Thursday, September 2, 2010

Speaking at MySQL Sunday

I am speaking at MySQL Sunday. The title for my talk is Success with MySQL and I will focus on things that  operations and users can do to make a MySQL deployment succeed. There are many interesting talks scheduled for Sunday, including several at the same time as mine. I hope to see you there.

Sunday, July 25, 2010

Why don't you use X?

Sometimes I am asked why don't I use X instead of official MySQL. The answer is simple. I like to use it because I have been using it, the MySQL development team (including InnoDB) has done great work this year and because change is expensive. The cost of change includes the cost of evaluating the alternatives and the cost of deploying them. The cost of change also includes the features I won't work on because I am doing an evaluation. I also use it because the quality of new 5.1 releases has been very high this year. I know because I test them and some of the alternatives.

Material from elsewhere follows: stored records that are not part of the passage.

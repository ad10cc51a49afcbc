/*
 * Copyright (c) Meta Platforms, Inc. and affiliates.
 * All rights reserved.
 *
 * This source code is licensed under the BSD-style license found in the
 * LICENSE file in the root directory of this source tree.
 */

//! Per-session property checklists.
//!
//! A [`Checklist`] tracks one [`PropertyState`] per property of an
//! enumerated property set. Every property starts as
//! [`PropertyState::ToDo`] and moves at most once to `Done`,
//! `NotApplicable` or `Skipped` (a skipped property can still be
//! ticked off later). Any property can fail at any time; failure is
//! sticky.
//!
//! The checklist succeeds when nothing failed and nothing is left to
//! do.
//!
//! ```
//! use magma::Checklist;
//! use magma::OperationProperty;
//!
//! let mut checklist = Checklist::<OperationProperty>::logging();
//! assert!(checklist.tick_off(OperationProperty::Associative));
//! assert!(!checklist.tick_off(OperationProperty::Associative));
//! assert!(!checklist.success());
//! ```

use std::collections::BTreeMap;
use std::fmt;
use std::rc::Rc;

use enum_as_inner::EnumAsInner;
use strum::IntoEnumIterator;

/// An enumerated set of properties that a checklist tracks.
pub trait Property: Copy + Ord + fmt::Debug + IntoEnumIterator + 'static {
    /// Name of the checklist this property set belongs to.
    const CHECKLIST: &'static str;

    /// One-line description of the property for reports.
    fn description(self) -> &'static str;
}

/// The state of one property in a checklist.
#[derive(Clone, Debug, PartialEq, Eq, EnumAsInner)]
pub enum PropertyState {
    /// Not yet exercised.
    ToDo,
    /// The magma does not implement what the property is about.
    NotApplicable,
    /// Applicable, but deliberately not performed.
    Skipped,
    /// Exercised, with no failure.
    Done,
    /// Exercised and violated, with one message per violation.
    Failed(Vec<String>),
}

impl PropertyState {
    /// The word used for this state in reports.
    pub fn status(&self) -> &'static str {
        match self {
            PropertyState::ToDo => "NOT PERFORMED",
            PropertyState::NotApplicable => "not applicable",
            PropertyState::Skipped => "skipped",
            PropertyState::Done => "success",
            PropertyState::Failed(_) => "FAILED",
        }
    }
}

/// A single observed violation, as handed to a [`Reporter`].
#[derive(Clone, Debug, PartialEq, Eq)]
pub struct Failure {
    /// The checklist the property belongs to.
    pub checklist: &'static str,
    /// The property's description.
    pub property: &'static str,
    /// What was observed.
    pub message: String,
}

impl fmt::Display for Failure {
    fn fmt(&self, f: &mut fmt::Formatter<'_>) -> fmt::Result {
        write!(f, "{}: {}: {}", self.checklist, self.property, self.message)
    }
}

/// Callback invoked once per observed violation.
///
/// Checklists are single-session, single-thread objects; the reporter
/// is shared between the checklists of one session.
pub type Reporter = Rc<dyn Fn(&Failure)>;

/// The default reporter: log the failure at error level.
pub fn log_failure(failure: &Failure) {
    tracing::error!(
        checklist = failure.checklist,
        property = failure.property,
        "{}",
        failure.message
    );
}

/// The default [`Reporter`].
pub fn logging_reporter() -> Reporter {
    Rc::new(log_failure)
}

/// States of every property in `P` for one checking session.
pub struct Checklist<P: Property> {
    states: BTreeMap<P, PropertyState>,
    reporter: Reporter,
}

impl<P: Property> Checklist<P> {
    /// A checklist with every property to do, reporting failures to
    /// `reporter`.
    pub fn new(reporter: Reporter) -> Self {
        Self {
            states: P::iter().map(|p| (p, PropertyState::ToDo)).collect(),
            reporter,
        }
    }

    /// A checklist that logs failures.
    pub fn logging() -> Self {
        Self::new(logging_reporter())
    }

    /// The current state of `property`.
    pub fn state(&self, property: P) -> &PropertyState {
        static TO_DO: PropertyState = PropertyState::ToDo;
        self.states.get(&property).unwrap_or(&TO_DO)
    }

    fn entry(&mut self, property: P) -> &mut PropertyState {
        self.states.entry(property).or_insert(PropertyState::ToDo)
    }

    /// Mark `property` as exercised. Returns true only the first time
    /// in the session; later calls, and calls on a failed or
    /// not-applicable property, change nothing and return false.
    pub fn tick_off(&mut self, property: P) -> bool {
        let state = self.entry(property);
        match state {
            PropertyState::ToDo | PropertyState::Skipped => {
                *state = PropertyState::Done;
                true
            }
            _ => false,
        }
    }

    /// Mark a property that is still to do as not applicable.
    pub fn not_applicable(&mut self, property: P) {
        let state = self.entry(property);
        if state.is_to_do() {
            *state = PropertyState::NotApplicable;
        }
    }

    /// Mark a property that is still to do as skipped.
    pub fn skip(&mut self, property: P) {
        let state = self.entry(property);
        if state.is_to_do() {
            *state = PropertyState::Skipped;
        }
    }

    /// Record a violation of `property` and report it.
    pub fn fail(&mut self, property: P, message: impl Into<String>) {
        let message = message.into();
        let failure = Failure {
            checklist: P::CHECKLIST,
            property: property.description(),
            message: message.clone(),
        };
        let state = self.entry(property);
        match state {
            PropertyState::Failed(messages) => messages.push(message),
            _ => *state = PropertyState::Failed(vec![message]),
        }
        (self.reporter)(&failure);
    }

    /// Tick off `property` and, unless `holds`, fail it with the
    /// message produced by `message`. Returns `holds`.
    pub fn check(&mut self, property: P, holds: bool, message: impl FnOnce() -> String) -> bool {
        self.tick_off(property);
        if !holds {
            self.fail(property, message());
        }
        holds
    }

    /// Whether `property` has failed.
    pub fn is_failed(&self, property: P) -> bool {
        self.state(property).is_failed()
    }

    /// Whether `property` was exercised without failure.
    pub fn is_done(&self, property: P) -> bool {
        self.state(property).is_done()
    }

    /// True iff no property failed and no property is left to do.
    pub fn success(&self) -> bool {
        self.states
            .values()
            .all(|state| !state.is_failed() && !state.is_to_do())
    }

    /// Failed properties with their messages.
    pub fn failures(&self) -> impl Iterator<Item = (P, &[String])> + '_ {
        self.states
            .iter()
            .filter_map(|(p, state)| state.as_failed().map(|m| (*p, m.as_slice())))
    }

    /// Properties still to do.
    pub fn pending(&self) -> impl Iterator<Item = P> + '_ {
        self.states
            .iter()
            .filter(|(_, state)| state.is_to_do())
            .map(|(p, _)| *p)
    }

    /// The reporter this checklist reports to.
    pub fn reporter(&self) -> &Reporter {
        &self.reporter
    }
}

impl<P: Property> fmt::Display for Checklist<P> {
    fn fmt(&self, f: &mut fmt::Formatter<'_>) -> fmt::Result {
        for (property, state) in &self.states {
            writeln!(f, "{}: {}", property.description(), state.status())?;
        }
        Ok(())
    }
}

impl<P: Property> fmt::Debug for Checklist<P> {
    fn fmt(&self, f: &mut fmt::Formatter<'_>) -> fmt::Result {
        f.debug_struct("Checklist")
            .field("checklist", &P::CHECKLIST)
            .field("states", &self.states)
            .finish()
    }
}

#[cfg(test)]
mod tests {
    use std::cell::RefCell;

    use tracing_test::traced_test;

    use super::*;

    #[derive(
        Clone,
        Copy,
        Debug,
        PartialEq,
        Eq,
        PartialOrd,
        Ord,
        strum::EnumIter
    )]
    enum Law {
        Left,
        Right,
        Both,
    }

    impl Property for Law {
        const CHECKLIST: &'static str = "law";

        fn description(self) -> &'static str {
            match self {
                Law::Left => "left law",
                Law::Right => "right law",
                Law::Both => "both laws",
            }
        }
    }

    fn recording() -> (Checklist<Law>, Rc<RefCell<Vec<Failure>>>) {
        let seen = Rc::new(RefCell::new(Vec::new()));
        let sink = seen.clone();
        let checklist = Checklist::new(Rc::new(move |f: &Failure| sink.borrow_mut().push(f.clone())));
        (checklist, seen)
    }

    #[test]
    fn tick_off_is_true_exactly_once() {
        let (mut checklist, seen) = recording();
        assert!(checklist.tick_off(Law::Left));
        assert!(!checklist.tick_off(Law::Left));
        assert!(!checklist.tick_off(Law::Left));
        assert!(checklist.is_done(Law::Left));
        assert!(seen.borrow().is_empty());
    }

    #[test]
    fn skipped_can_still_be_ticked_off() {
        let (mut checklist, _) = recording();
        checklist.skip(Law::Right);
        assert_eq!(checklist.state(Law::Right), &PropertyState::Skipped);
        assert!(checklist.tick_off(Law::Right));
        checklist.skip(Law::Right);
        assert!(checklist.is_done(Law::Right));
    }

    #[test]
    fn not_applicable_only_from_to_do() {
        let (mut checklist, _) = recording();
        checklist.tick_off(Law::Left);
        checklist.not_applicable(Law::Left);
        assert!(checklist.is_done(Law::Left));
        checklist.not_applicable(Law::Right);
        assert!(!checklist.tick_off(Law::Right));
        assert_eq!(checklist.state(Law::Right), &PropertyState::NotApplicable);
    }

    #[test]
    fn failure_is_sticky() {
        let (mut checklist, seen) = recording();
        checklist.fail(Law::Both, "first");
        assert!(!checklist.tick_off(Law::Both));
        checklist.not_applicable(Law::Both);
        checklist.tick_off(Law::Left);
        checklist.tick_off(Law::Right);
        assert!(checklist.is_failed(Law::Both));
        assert!(!checklist.success());

        checklist.fail(Law::Both, "second");
        let failures: Vec<_> = checklist.failures().collect();
        assert_eq!(failures.len(), 1);
        assert_eq!(failures[0].0, Law::Both);
        assert_eq!(failures[0].1, &["first".to_string(), "second".to_string()]);
        assert_eq!(seen.borrow().len(), 2);
        assert_eq!(seen.borrow()[1].property, "both laws");
        assert_eq!(seen.borrow()[1].checklist, "law");
    }

    #[test]
    fn success_requires_every_property_resolved() {
        let (mut checklist, _) = recording();
        assert!(!checklist.success());
        checklist.tick_off(Law::Left);
        checklist.not_applicable(Law::Right);
        assert!(!checklist.success());
        assert_eq!(checklist.pending().collect::<Vec<_>>(), vec![Law::Both]);
        checklist.skip(Law::Both);
        assert!(checklist.success());
    }

    #[test]
    fn success_is_false_with_any_failure() {
        let (mut checklist, _) = recording();
        checklist.tick_off(Law::Left);
        checklist.tick_off(Law::Right);
        checklist.tick_off(Law::Both);
        assert!(checklist.success());
        checklist.fail(Law::Left, "late");
        assert!(!checklist.success());
    }

    #[test]
    fn check_ticks_and_fails() {
        let (mut checklist, seen) = recording();
        assert!(checklist.check(Law::Left, true, || unreachable!()));
        assert!(!checklist.check(Law::Right, false, || "nope".to_string()));
        assert!(checklist.is_done(Law::Left));
        assert!(checklist.is_failed(Law::Right));
        assert_eq!(seen.borrow()[0].to_string(), "law: right law: nope");
    }

    #[test]
    fn report_has_one_line_per_property() {
        let (mut checklist, _) = recording();
        checklist.tick_off(Law::Left);
        checklist.fail(Law::Right, "broken");
        assert_eq!(
            checklist.to_string(),
            "left law: success\nright law: FAILED\nboth laws: NOT PERFORMED\n"
        );
        checklist.skip(Law::Both);
        assert!(checklist.to_string().ends_with("both laws: skipped\n"));
    }

    #[traced_test]
    #[test]
    fn logging_reporter_logs() {
        let mut checklist = Checklist::<Law>::logging();
        checklist.fail(Law::Left, "left identity broken");
        assert!(logs_contain("left identity broken"));
        assert!(logs_contain("left law"));
    }
}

My initial evaluation criteria are simple. I don't like compiler or valgrind warnings. The alternative should not introduce new ones. I like regression tests. The alternative should not disable or fail existing tests. If the existing test is somewhat bogus, then it should be fixed. I love buildbot as done by MariaDB, fixes in official MySQL to reduce compiler warnings and all of the work done by Drizzle to not tolerate compiler warnings. When the alternative adds new features it must add new regression tests (hooray for status_user.test in MariaDB).

I spent a lot of time debugging valgrind warnings that occur in MySQL 5.1.47. All of them were bogus and I think future versions of MySQL will prevent these. That is good news as I prefer to not repeat that effort the next time I upgrade to a new MySQL release.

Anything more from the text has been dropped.